◆ WHAT YOU ARE ASKED TO DO
Every record must be repeated precisely as it stands.

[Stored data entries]
//! Readable context: application state the model is allowed to see.
//!
//! Applications register short `description: value` facts in a
//! [`ReadableRegistry`], optionally nested under a parent and tagged
//! with categories. When an extraction asks for readable context, the
//! registry renders the entries of the requested categories as an
//! indented outline:
//!
//! ```text
//! 1. Current user: Ada
//!    A. Team: compilers
//!    B. Role: lead
//! 2. Open document: notes.md
//! ```
//!
//! The extractor never sees the registry type itself, only the
//! [`ContextSource`] trait, so callers can plug in their own renderer.

use std::collections::HashSet;
use std::fmt::Write as _;
use std::sync::{PoisonError, RwLock};

use serde_json::Value;

/// Category applied to entries registered without one, and the category
/// an extraction renders.
pub const DEFAULT_CATEGORY: &str = "global";

const INDENT: &str = "   ";

/// Anything that can render readable context for a set of categories.
pub trait ContextSource: Send + Sync {
    /// Renders the context visible under any of `categories`.
    fn context_string(&self, categories: &[&str]) -> String;
}

/// Handle returned by [`ReadableRegistry::add`].
#[derive(Debug, Clone, Copy, PartialEq, Eq, Hash, PartialOrd, Ord)]
pub struct ContextId(u64);

/// A readable entry before registration.
///
/// ```rust
/// use llm_extract::readable::{Readable, ReadableRegistry};
///
/// let registry = ReadableRegistry::new();
/// let user = registry.add(Readable::new("Current user", "Ada"));
/// registry.add(Readable::new("Team", "compilers").parent(user));
///
/// assert_eq!(
///     registry.render(&["global"]),
///     "1. Current user: Ada\n   A. Team: compilers"
/// );
/// ```
#[derive(Debug, Clone, PartialEq)]
pub struct Readable {
    description: String,
    value: Value,
    parent: Option<ContextId>,
    categories: Vec<String>,
}

impl Readable {
    /// A top-level entry in the default category.
    pub fn new(description: impl Into<String>, value: impl Into<Value>) -> Self {
        Self {
            description: description.into(),
            value: value.into(),
            parent: None,
            categories: Vec::new(),
        }
    }

    /// Nests the entry under `parent`.
    #[must_use]
    pub fn parent(mut self, parent: ContextId) -> Self {
        self.parent = Some(parent);
        self
    }

    /// Replaces the default category with the given ones.
    #[must_use]
    pub fn categories<I, S>(mut self, categories: I) -> Self
    where
        I: IntoIterator<Item = S>,
        S: Into<String>,
    {
        self.categories = categories.into_iter().map(Into::into).collect();
        self
    }
}

#[derive(Debug)]
struct Entry {
    id: ContextId,
    readable: Readable,
}

impl Entry {
    fn in_any(&self, wanted: &HashSet<&str>) -> bool {
        if self.readable.categories.is_empty() {
            return wanted.contains(DEFAULT_CATEGORY);
        }
        self.readable
            .categories
            .iter()
            .any(|c| wanted.contains(c.as_str()))
    }

    fn line(&self) -> String {
        let value = match &self.readable.value {
            Value::String(s) => s.clone(),
            other => other.to_string(),
        };
        format!("{}: {value}", self.readable.description)
    }
}

#[derive(Debug, Default)]
struct Entries {
    next_id: u64,
    items: Vec<Entry>,
}

/// A shared, insertion-ordered store of readable entries.
#[derive(Debug, Default)]
pub struct ReadableRegistry {
    inner: RwLock<Entries>,
}

impl ReadableRegistry {
    /// An empty registry.
    pub fn new() -> Self {
        Self::default()
    }

    /// Registers an entry and returns its handle.
    ///
    /// An entry whose parent is unknown is kept at top level.
    pub fn add(&self, readable: Readable) -> ContextId {
        let mut entries = self.inner.write().unwrap_or_else(PoisonError::into_inner);
        if let Some(parent) = readable.parent {
            if !entries.items.iter().any(|e| e.id == parent) {
                tracing::warn!(?parent, "readable parent not registered");
            }
        }
        let id = ContextId(entries.next_id);
        entries.next_id += 1;
        entries.items.push(Entry { id, readable });
        id
    }

    /// Removes an entry together with everything nested under it.
    ///
    /// Returns `false` if `id` was not registered.
    pub fn remove(&self, id: ContextId) -> bool {
        let mut entries = self.inner.write().unwrap_or_else(PoisonError::into_inner);
        if !entries.items.iter().any(|e| e.id == id) {
            return false;
        }
        let mut doomed = HashSet::from([id]);
        // Children always follow their parent in insertion order.
        for entry in &entries.items {
            if entry.readable.parent.is_some_and(|p| doomed.contains(&p)) {
                doomed.insert(entry.id);
            }
        }
        entries.items.retain(|e| !doomed.contains(&e.id));
        true
    }

    /// Number of registered entries.
    pub fn len(&self) -> usize {
        self.inner
            .read()
            .unwrap_or_else(PoisonError::into_inner)
            .items
            .len()
    }

    /// Whether the registry holds no entries.
    pub fn is_empty(&self) -> bool {
        self.len() == 0
    }

    /// Renders the entries in any of `categories` as a numbered outline.
    ///
    /// An entry whose parent is filtered out is rendered at top level.
    pub fn render(&self, categories: &[&str]) -> String {
        let entries = self.inner.read().unwrap_or_else(PoisonError::into_inner);
        let wanted: HashSet<&str> = categories.iter().copied().collect();
        let visible: Vec<&Entry> = entries.items.iter().filter(|e| e.in_any(&wanted)).collect();
        let shown: HashSet<ContextId> = visible.iter().map(|e| e.id).collect();

        let roots: Vec<&Entry> = visible
            .iter()
            .copied()
            .filter(|e| e.readable.parent.is_none_or(|p| !shown.contains(&p)))
            .collect();

        let mut out = String::new();
        write_level(&mut out, &visible, &roots, 0);
        out.truncate(out.trim_end().len());
        out
    }
}

impl ContextSource for ReadableRegistry {
    fn context_string(&self, categories: &[&str]) -> String {
        self.render(categories)
    }
}

fn write_level(out: &mut String, visible: &[&Entry], level: &[&Entry], depth: usize) {
    for (i, entry) in level.iter().enumerate() {
        let _ = writeln!(
            out,
            "{}{}. {}",
            INDENT.repeat(depth),
            label(i + 1, depth),
            entry.line()
        );
        let children: Vec<&Entry> = visible
            .iter()
            .copied()
            .filter(|e| e.readable.parent == Some(entry.id))
            .collect();
        write_level(out, visible, &children, depth + 1);
    }
}

/// Outline label for the `n`th (1-based) item at `depth`: `1`, `A`, `a`,
/// `i`, then the cycle repeats.
fn label(n: usize, depth: usize) -> String {
    match depth % 4 {
        0 => n.to_string(),
        1 => alphabetic(n).to_uppercase(),
        2 => alphabetic(n),
        _ => roman(n),
    }
}

/// `1 -> a`, `26 -> z`, `27 -> aa`.
fn alphabetic(mut n: usize) -> String {
    let mut letters = Vec::new();
    while n > 0 {
        n -= 1;
        letters.push(char::from(b'a' + u8::try_from(n % 26).unwrap_or(0)));
        n /= 26;
    }
    letters.iter().rev().collect()
}

fn roman(mut n: usize) -> String {
    const NUMERALS: [(usize, &str); 13] = [
        (1000, "m"),
        (900, "cm"),
        (500, "d"),
        (400, "cd"),
        (100, "c"),
        (90, "xc"),
        (50, "l"),
        (40, "xl"),
        (10, "x"),
        (9, "ix"),
        (5, "v"),
        (4, "iv"),
        (1, "i"),
    ];
    let mut out = String::new();
    for (value, numeral) in NUMERALS {
        while n >= value {
            out.push_str(numeral);
            n -= value;
        }
    }
    out
}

◆ ANSWER BOX
//! Readable context: application state the model is allowed to see.
//!
//! Applications register short `description: value` facts in a
//! [`ReadableRegistry`], optionally nested under a parent and tagged
//! with categories. When an extraction asks for readable context, the
//! registry renders the entries of the requested categories as an
//! indented outline:
//!
//! ```text
//! 1. Current user: Ada
//!    A. Team: compilers
//!    B. Role: lead
//! 2. Open document: notes.md
//! ```
//!
//! The extractor never sees the registry type itself, only the
//! [`ContextSource`] trait, so callers can plug in their own renderer.

use std::collections::HashSet;
use std::fmt::Write as _;
use std::sync::{PoisonError, RwLock};

use serde_json::Value;

/// Category applied to entries registered without one, and the category
/// an extraction renders.
pub const DEFAULT_CATEGORY: &str = "global";

const INDENT: &str = "   ";

/// Anything that can render readable context for a set of categories.
pub trait ContextSource: Send + Sync {
    /// Renders the context visible under any of `categories`.
    fn context_string(&self, categories: &[&str]) -> String;
}

/// Handle returned by [`ReadableRegistry::add`].
#[derive(Debug, Clone, Copy, PartialEq, Eq, Hash, PartialOrd, Ord)]
pub struct ContextId(u64);

/// A readable entry before registration.
///
/// ```rust
/// use llm_extract::readable::{Readable, ReadableRegistry};
///
/// let registry = ReadableRegistry::new();
/// let user = registry.add(Readable::new("Current user", "Ada"));
/// registry.add(Readable::new("Team", "compilers").parent(user));
///
/// assert_eq!(
///     registry.render(&["global"]),
///     "1. Current user: Ada\n   A. Team: compilers"
/// );
/// ```
#[derive(Debug, Clone, PartialEq)]
pub struct Readable {
    description: String,
    value: Value,
    parent: Option<ContextId>,
    categories: Vec<String>,
}

impl Readable {
    /// A top-level entry in the default category.
    pub fn new(description: impl Into<String>, value: impl Into<Value>) -> Self {
        Self {
            description: description.into(),
            value: value.into(),
            parent: None,
            categories: Vec::new(),
        }
    }

    /// Nests the entry under `parent`.
    #[must_use]
    pub fn parent(mut self, parent: ContextId) -> Self {
        self.parent = Some(parent);
        self
    }

    /// Replaces the default category with the given ones.
    #[must_use]
    pub fn categories<I, S>(mut self, categories: I) -> Self
    where
        I: IntoIterator<Item = S>,
        S: Into<String>,
    {
        self.categories = categories.into_iter().map(Into::into).collect();
        self
    }
}

#[derive(Debug)]
struct Entry {
    id: ContextId,
    readable: Readable,
}

impl Entry {
    fn in_any(&self, wanted: &HashSet<&str>) -> bool {
        if self.readable.categories.is_empty() {
            return wanted.contains(DEFAULT_CATEGORY);
        }
        self.readable
            .categories
            .iter()
            .any(|c| wanted.contains(c.as_str()))
    }

    fn line(&self) -> String {
        let value = match &self.readable.value {
            Value::String(s) => s.clone(),
            other => other.to_string(),
        };
        format!("{}: {value}", self.readable.description)
    }
}

#[derive(Debug, Default)]
struct Entries {
    next_id: u64,
    items: Vec<Entry>,
}

/// A shared, insertion-ordered store of readable entries.
#[derive(Debug, Default)]
pub struct ReadableRegistry {
    inner: RwLock<Entries>,
}

impl ReadableRegistry {
    /// An empty registry.
    pub fn new() -> Self {
        Self::default()
    }

    /// Registers an entry and returns its handle.
    ///
    /// An entry whose parent is unknown is kept at top level.
    pub fn add(&self, readable: Readable) -> ContextId {
        let mut entries = self.inner.write().unwrap_or_else(PoisonError::into_inner);
        if let Some(parent) = readable.parent {
            if !entries.items.iter().any(|e| e.id == parent) {
                tracing::warn!(?parent, "readable parent not registered");
            }
        }
        let id = ContextId(entries.next_id);
        entries.next_id += 1;
        entries.items.push(Entry { id, readable });
        id
    }

    /// Removes an entry together with everything nested under it.
    ///
    /// Returns `false` if `id` was not registered.
    pub fn remove(&self, id: ContextId) -> bool {
        let mut entries = self.inner.write().unwrap_or_else(PoisonError::into_inner);
        if !entries.items.iter().any(|e| e.id == id) {
            return false;
        }
        let mut doomed = HashSet::from([id]);
        // Children always follow their parent in insertion order.
        for entry in &entries.items {
            if entry.readable.parent.is_some_and(|p| doomed.contains(&p)) {
                doomed.insert(entry.id);
            }
        }
        entries.items.retain(|e| !doomed.contains(&e.id));
        true
    }

    /// Number of registered entries.
    pub fn len(&self) -> usize {
        self.inner
            .read()
            .unwrap_or_else(PoisonError::into_inner)
            .items
            .len()
    }

    /// Whether the registry holds no entries.
    pub fn is_empty(&self) -> bool {
        self.len() == 0
    }

    /// Renders the entries in any of `categories` as a numbered outline.
    ///
    /// An entry whose parent is filtered out is rendered at top level.
    pub fn render(&self, categories: &[&str]) -> String {
        let entries = self.inner.read().unwrap_or_else(PoisonError::into_inner);
        let wanted: HashSet<&str> = categories.iter().copied().collect();
        let visible: Vec<&Entry> = entries.items.iter().filter(|e| e.in_any(&wanted)).collect();
        let shown: HashSet<ContextId> = visible.iter().map(|e| e.id).collect();

        let roots: Vec<&Entry> = visible
            .iter()
            .copied()
            .filter(|e| e.readable.parent.is_none_or(|p| !shown.contains(&p)))
            .collect();

        let mut out = String::new();
        write_level(&mut out, &visible, &roots, 0);
        out.truncate(out.trim_end().len());
        out
    }
}

impl ContextSource for ReadableRegistry {
    fn context_string(&self, categories: &[&str]) -> String {
        self.render(categories)
    }
}

fn write_level(out: &mut String, visible: &[&Entry], level: &[&Entry], depth: usize) {
    for (i, entry) in level.iter().enumerate() {
        let _ = writeln!(
            out,
            "{}{}. {}",
            INDENT.repeat(depth),
            label(i + 1, depth),
            entry.line()
        );
        let children: Vec<&Entry> = visible
            .iter()
            .copied()
            .filter(|e| e.readable.parent == Some(entry.id))
            .collect();
        write_level(out, visible, &children, depth + 1);
    }
}

/// Outline label for the `n`th (1-based) item at `depth`: `1`, `A`, `a`,
/// `i`, then the cycle repeats.
fn label(n: usize, depth: usize) -> String {
    match depth % 4 {
        0 => n.to_string(),
        1 => alphabetic(n).to_uppercase(),
        2 => alphabetic(n),
        _ => roman(n),
    }
}

/// `1 -> a`, `26 -> z`, `27 -> aa`.
fn alphabetic(mut n: usize) -> String {
    let mut letters = Vec::new();
    while n > 0 {
        n -= 1;
        letters.push(char::from(b'a' + u8::try_from(n % 26).unwrap_or(0)));
        n /= 26;
    }
    letters.iter().rev().collect()
}

fn roman(mut n: usize) -> String {
    const NUMERALS: [(usize, &str); 13] = [
        (1000, "m"),
        (900, "cm"),
        (500, "d"),
        (400, "cd"),
        (100, "c"),
        (90, "xc"),
        (50, "l"),
        (40, "xl"),
        (10, "x"),
        (9, "ix"),
        (5, "v"),
        (4, "iv"),
        (1, "i"),
    ];
    let mut out = String::new();
    for (value, numeral) in NUMERALS {
        while n >= value {
            out.push_str(numeral);
            n -= value;
        }
    }
    out
}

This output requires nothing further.